*** Provided data Section Begins ***
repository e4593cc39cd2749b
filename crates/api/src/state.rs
use std::sync::Arc;

use petcare_core::adoption::AdoptionCoordinator;
use petcare_core::payments::PaymentProvider;

use crate::config::ServerConfig;

/// Shared application state available to all Axum handlers via `State<AppState>`.
///
/// This is cheaply cloneable (inner data is behind `Arc` or is already `Clone`).
#[derive(Clone)]
pub struct AppState {
    /// Database connection pool.
    pub pool: petcare_db::DbPool,
    /// Server configuration.
    pub config: Arc<ServerConfig>,
    /// Adoption workflows over the pet registry and request ledger.
    pub adoptions: Arc<AdoptionCoordinator>,
    /// Payment intent provider.
    pub payments: Arc<dyn PaymentProvider>,
}
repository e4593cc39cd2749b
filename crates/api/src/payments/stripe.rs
//! Stripe payment intents client.

use async_trait::async_trait;
use petcare_core::payments::{PaymentError, PaymentIntent, PaymentProvider};
use serde::Deserialize;

use super::PaymentConfig;

/// The subset of Stripe's payment intent object we read back.
#[derive(Debug, Deserialize)]
struct IntentResponse {
    id: String,
    client_secret: Option<String>,
}

/// Creates payment intents through `POST {api_base}/v1/payment_intents`.
#[derive(Clone)]
pub struct StripeProvider {
    client: reqwest::Client,
    api_base: String,
    secret_key: String,
}

impl StripeProvider {
    pub fn new(config: &PaymentConfig) -> Self {
        Self {
            client: reqwest::Client::new(),
            api_base: config.api_base.trim_end_matches('/').to_string(),
            secret_key: config.secret_key.clone(),
        }
    }
}

#[async_trait]
impl PaymentProvider for StripeProvider {
    async fn create_intent(
        &self,
        amount_cents: i64,
        currency: &str,
    ) -> Result<PaymentIntent, PaymentError> {
        if self.secret_key.is_empty() {
            return Err(PaymentError::Provider("payment provider is not configured".into()));
        }

        let url = format!("{}/v1/payment_intents", self.api_base);
        let params = [
            ("amount", amount_cents.to_string()),
            ("currency", currency.to_string()),
            ("payment_method_types[]", "card".to_string()),
        ];

        let response = self
            .client
            .post(url)
            .bearer_auth(&self.secret_key)
            .form(&params)
            .send()
            .await
            .map_err(|e| PaymentError::Provider(e.to_string()))?;

        let status = response.status();
        if !status.is_success() {
            let body = response.text().await.unwrap_or_default();
            tracing::warn!(%status, body = %body, "Payment intent request rejected");
            return Err(PaymentError::Provider(format!("provider returned {status}")));
        }

        let intent: IntentResponse = response
            .json()
            .await
            .map_err(|e| PaymentError::UnexpectedResponse(e.to_string()))?;
        let client_secret = intent
            .client_secret
            .ok_or_else(|| PaymentError::UnexpectedResponse("missing client_secret".into()))?;

        tracing::info!(intent_id = %intent.id, amount_cents, "Payment intent created");

        Ok(PaymentIntent {
            id: intent.id,
            client_secret,
            amount_cents,
            currency: currency.to_string(),
        })
    }
}
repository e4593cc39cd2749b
//! Donation campaign rules.
//!
//! Amounts are integer minor units (cents) everywhere; conversion from the
//! client's decimal prices happens in [`crate::payments`].

use chrono::NaiveDate;

/// Smallest accepted donation, in cents.
pub const MIN_DONATION_CENTS: i64 = 100;

/// Upper bound on a campaign's target, in cents.
pub const MAX_CAMPAIGN_TARGET_CENTS: i64 = 100_000_000;

/// Snapshot of the campaign fields a donation is checked against.
#[derive(Debug, Clone, Copy)]
pub struct CampaignState {
    pub max_donation_cents: i64,
    pub donated_cents: i64,
    pub paused: bool,
    pub last_date: NaiveDate,
}

impl CampaignState {
    /// Cents still accepted before the campaign reaches its target.
    pub fn remaining_cents(&self) -> i64 {
        (self.max_donation_cents - self.donated_cents).max(0)
    }
}

/// Validate a campaign's target amount.
pub fn validate_campaign_target(max_donation_cents: i64) -> Result<(), String> {
    if !(MIN_DONATION_CENTS..=MAX_CAMPAIGN_TARGET_CENTS).contains(&max_donation_cents) {
        return Err(format!(
            "Campaign target must be between {MIN_DONATION_CENTS} and \
             {MAX_CAMPAIGN_TARGET_CENTS} cents"
        ));
    }
    Ok(())
}

/// Validate that `amount_cents` may be donated to a campaign on `today`.
pub fn validate_donation(
    campaign: &CampaignState,
    amount_cents: i64,
    today: NaiveDate,
) -> Result<(), String> {
    if amount_cents < MIN_DONATION_CENTS {
        return Err(format!(
            "Donation must be at least {MIN_DONATION_CENTS} cents"
        ));
    }
    if campaign.paused {
        return Err("Campaign is paused".to_string());
    }
    if today > campaign.last_date {
        return Err(format!("Campaign ended on {}", campaign.last_date));
    }
    if amount_cents > campaign.remaining_cents() {
        return Err(format!(
            "Donation exceeds the remaining campaign target of {} cents",
            campaign.remaining_cents()
        ));
    }
    Ok(())
}
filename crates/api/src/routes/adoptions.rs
//! Route definitions for adoption requests.

use axum::routing::{get, post};
use axum::Router;

use crate::handlers::adoptions;
use crate::state::AppState;

/// ```text
/// POST  /adoptions                          -> submit
/// PATCH /adoptions?id=&name=&masterEmail=   -> accept
/// GET   /adoptions/{email}                  -> list_for_owner
/// POST  /adoptions/reconcile                -> reconcile (admin)
/// ```
pub fn router() -> Router<AppState> {
    Router::new()
        .route(
            "/adoptions",
            post(adoptions::submit).patch(adoptions::accept),
        )
        .route("/adoptions/reconcile", post(adoptions::reconcile))
        .route("/adoptions/{email}", get(adoptions::list_for_owner))
}
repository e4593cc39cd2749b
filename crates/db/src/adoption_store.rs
//! PostgreSQL implementation of the coordinator's [`AdoptionStore`].
//!
//! Reads go straight to the pool. The two write paths each run in a single
//! transaction, so the ledger row and the pet flag are committed together or
//! not at all. Accept also locks the pet row so only one request per pet can
//! end up accepted.

use async_trait::async_trait;
use petcare_core::adoption::{
    AcceptOutcome, AdoptionRecord, AdoptionStore, NewAdoptionRecord, PetFilter, PetRecord,
    StoreError,
};
use petcare_core::types::DbId;
use sqlx::PgPool;

use crate::is_unique_violation;
use crate::repositories::adoption_request_repo::UQ_PET_REQUESTER;
use crate::repositories::{AdoptionRequestRepo, PetRepo};

/// Adoption store backed by the `pets` and `adoption_requests` tables.
#[derive(Clone)]
pub struct PgAdoptionStore {
    pool: PgPool,
}

impl PgAdoptionStore {
    pub fn new(pool: PgPool) -> Self {
        Self { pool }
    }
}

fn unavailable(err: sqlx::Error) -> StoreError {
    StoreError::Unavailable(err.to_string())
}

#[async_trait]
impl AdoptionStore for PgAdoptionStore {
    async fn find_pet(
        &self,
        name: &str,
        category: &str,
        owner_email: &str,
    ) -> Result<Option<PetRecord>, StoreError> {
        let pet = PetRepo::find_by_name_category_owner(&self.pool, name, category, owner_email)
            .await
            .map_err(unavailable)?;
        Ok(pet.map(PetRecord::from))
    }

    async fn find_pet_by_id(&self, id: DbId) -> Result<Option<PetRecord>, StoreError> {
        let pet = PetRepo::find_by_id(&self.pool, id)
            .await
            .map_err(unavailable)?;
        Ok(pet.map(PetRecord::from))
    }

    async fn find_request(
        &self,
        pet_name: &str,
        requester_email: &str,
    ) -> Result<Option<AdoptionRecord>, StoreError> {
        let request =
            AdoptionRequestRepo::find_by_pet_and_requester(&self.pool, pet_name, requester_email)
                .await
                .map_err(unavailable)?;
        Ok(request.map(AdoptionRecord::from))
    }

    async fn find_request_by_id(&self, id: DbId) -> Result<Option<AdoptionRecord>, StoreError> {
        let request = AdoptionRequestRepo::find_by_id(&self.pool, id)
            .await
            .map_err(unavailable)?;
        Ok(request.map(AdoptionRecord::from))
    }

    async fn record_submission(
        &self,
        new: &NewAdoptionRecord,
        hold_pet: bool,
    ) -> Result<AdoptionRecord, StoreError> {
        let mut tx = self.pool.begin().await.map_err(unavailable)?;

        let request = AdoptionRequestRepo::insert_pending(&mut *tx, new)
            .await
            .map_err(|e| {
                if is_unique_violation(&e, UQ_PET_REQUESTER) {
                    StoreError::Duplicate
                } else {
                    unavailable(e)
                }
            })?;

        if hold_pet {
            let held = PetRepo::hold(&mut *tx, new.pet_id)
                .await
                .map_err(unavailable)?;
            if !held {
                tx.rollback().await.map_err(unavailable)?;
                tracing::warn!(
                    pet_id = new.pet_id,
                    requester = %new.requester_email,
                    "Pet already held, adoption request rolled back"
                );
                return Err(StoreError::PetUnavailable { pet_id: new.pet_id });
            }
        }

        tx.commit().await.map_err(unavailable)?;
        Ok(request.into())
    }

    async fn record_acceptance(
        &self,
        request_id: DbId,
        pet_id: DbId,
    ) -> Result<Option<AcceptOutcome>, StoreError> {
        let mut tx = self.pool.begin().await.map_err(unavailable)?;

        // Serializes concurrent accepts for the same pet.
        PetRepo::lock(&mut *tx, pet_id).await.map_err(unavailable)?;
        let taken = AdoptionRequestRepo::accepted_other_exists(&mut *tx, pet_id, request_id)
            .await
            .map_err(unavailable)?;
        if taken {
            tx.rollback().await.map_err(unavailable)?;
            tracing::warn!(
                pet_id,
                request_id,
                "Pet already went to another accepted request"
            );
            return Err(StoreError::PetUnavailable { pet_id });
        }

        let pet_updated = PetRepo::hold(&mut *tx, pet_id).await.map_err(unavailable)?;
        let request_updated = AdoptionRequestRepo::mark_accepted(&mut *tx, request_id)
            .await
            .map_err(unavailable)?;
        let request = AdoptionRequestRepo::find_by_id_in(&mut *tx, request_id)
            .await
            .map_err(unavailable)?;

        let Some(request) = request else {
            tx.rollback().await.map_err(unavailable)?;
            return Ok(None);
        };

        tx.commit().await.map_err(unavailable)?;
        Ok(Some(AcceptOutcome {
            pet_updated,
            request_updated,
            request: request.into(),
        }))
    }

    async fn list_available_pets(&self, filter: &PetFilter) -> Result<Vec<PetRecord>, StoreError> {
        let pets = PetRepo::list_available(&self.pool, filter)
            .await
            .map_err(unavailable)?;
        Ok(pets.into_iter().map(PetRecord::from).collect())
    }

    async fn list_requests_for_owner(
        &self,
        owner_email: &str,
    ) -> Result<Vec<AdoptionRecord>, StoreError> {
        let requests = AdoptionRequestRepo::list_for_owner(&self.pool, owner_email)
            .await
            .map_err(unavailable)?;
        Ok(requests.into_iter().map(AdoptionRecord::from).collect())
    }

    async fn reconcile_availability(&self, accepted_only: bool) -> Result<u64, StoreError> {
        PetRepo::reconcile_with_ledger(&self.pool, accepted_only)
            .await
            .map_err(unavailable)
    }
}
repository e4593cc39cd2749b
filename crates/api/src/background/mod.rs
//! Background tasks and scheduled jobs.
//!
//! Each submodule provides a long-running async function intended to be
//! spawned via `tokio::spawn`. All tasks accept a [`CancellationToken`]
//! for graceful shutdown.
//!
//! [`CancellationToken`]: tokio_util::sync::CancellationToken

pub mod availability_reconciler;
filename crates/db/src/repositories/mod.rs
//! Repository layer.
//!
//! Each repository is a zero-sized struct providing async CRUD methods
//! that accept `&PgPool` as the first argument. Methods that take
//! `&mut PgConnection` are building blocks for callers that own a
//! transaction.

pub mod adoption_request_repo;
pub mod campaign_repo;
pub mod donation_repo;
pub mod pet_repo;
pub mod user_repo;

pub use adoption_request_repo::AdoptionRequestRepo;
pub use campaign_repo::CampaignRepo;
pub use donation_repo::DonationRepo;
pub use pet_repo::PetRepo;
pub use user_repo::UserRepo;
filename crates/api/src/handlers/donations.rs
//! Handlers for the donation ledger.

use axum::extract::{Path, State};
use axum::http::StatusCode;
use axum::response::IntoResponse;
use axum::Json;
use petcare_core::error::CoreError;
use petcare_core::types::DbId;
use petcare_db::models::donation::{CreateDonation, DonationOutcome, RefundOutcome};
use petcare_db::repositories::DonationRepo;
use validator::Validate;

use crate::error::{AppError, AppResult};
use crate::middleware::auth::AuthUser;
use crate::response::{DataResponse, MessageResponse};
use crate::state::AppState;

/// POST /donations
///
/// Record a completed payment against a campaign. A replayed
/// `transaction_id` answers 409.
pub async fn record(
    State(state): State<AppState>,
    user: AuthUser,
    Json(input): Json<CreateDonation>,
) -> AppResult<impl IntoResponse> {
    input.validate()?;

    match DonationRepo::record(&state.pool, &user.email, &input).await? {
        DonationOutcome::Recorded(donation) => {
            tracing::info!(
                donation_id = donation.id,
                campaign_id = donation.campaign_id,
                amount_cents = donation.amount_cents,
                "Donation recorded"
            );
            Ok((StatusCode::CREATED, Json(MessageResponse::success(donation))))
        }
        DonationOutcome::CampaignNotFound => Err(AppError::Core(CoreError::not_found(
            "DonationCampaign",
            input.campaign_id,
        ))),
        DonationOutcome::Rejected(reason) => Err(AppError::Core(CoreError::Validation(reason))),
    }
}

/// GET /my-donations
pub async fn list_mine(
    State(state): State<AppState>,
    user: AuthUser,
) -> AppResult<impl IntoResponse> {
    let donations = DonationRepo::list_by_donor(&state.pool, &user.email).await?;
    Ok(Json(DataResponse { data: donations }))
}

/// DELETE /donations/{id}
///
/// Refund one of the caller's donations.
pub async fn refund(
    State(state): State<AppState>,
    user: AuthUser,
    Path(id): Path<DbId>,
) -> AppResult<impl IntoResponse> {
    match DonationRepo::refund(&state.pool, id, &user.email).await? {
        RefundOutcome::Refunded(donation) => {
            tracing::info!(
                donation_id = id,
                campaign_id = donation.campaign_id,
                amount_cents = donation.amount_cents,
                "Donation refunded"
            );
            Ok(Json(MessageResponse::success(donation)))
        }
        RefundOutcome::NotFound => Err(AppError::Core(CoreError::not_found("Donation", id))),
        RefundOutcome::NotDonor => Err(AppError::Core(CoreError::Forbidden(
            "Only the donor can refund a donation".into(),
        ))),
    }
}
//! Periodic repair of pet availability.
//!
//! Submit and accept write the pet flag and the request ledger in one
//! transaction, but the flag can still be changed by hand. This job
//! re-derives it from the ledger on a fixed interval.

use std::sync::Arc;
use std::time::Duration;

use petcare_core::adoption::AdoptionCoordinator;
use tokio::time::MissedTickBehavior;
use tokio_util::sync::CancellationToken;

/// Run the reconciliation loop until `cancel` is triggered.
pub async fn run(coordinator: Arc<AdoptionCoordinator>, every: Duration, cancel: CancellationToken) {
    tracing::info!(
        interval_secs = every.as_secs(),
        policy = %coordinator.policy(),
        "Availability reconciler started"
    );

    let mut interval = tokio::time::interval(every);
    interval.set_missed_tick_behavior(MissedTickBehavior::Delay);

    loop {
        tokio::select! {
            _ = cancel.cancelled() => {
                tracing::info!("Availability reconciler stopping");
                break;
            }
            _ = interval.tick() => {
                match coordinator.reconcile().await {
                    Ok(0) => tracing::debug!("Availability reconciler: nothing to fix"),
                    Ok(fixed) => tracing::info!(fixed, "Availability reconciler: pets updated"),
                    Err(e) => tracing::error!(error = %e, "Availability reconciler: pass failed"),
                }
            }
        }
    }
}
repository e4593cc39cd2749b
//! Authentication primitives.
//!
//! - [`jwt`] -- JWT access-token generation and validation.

pub mod jwt;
*** Provided data Section Ends ***
=== What is expected ===
Determine how many lines of the material hold the string "ServerConfig", and state that number by itself.

=== Answer below ===
2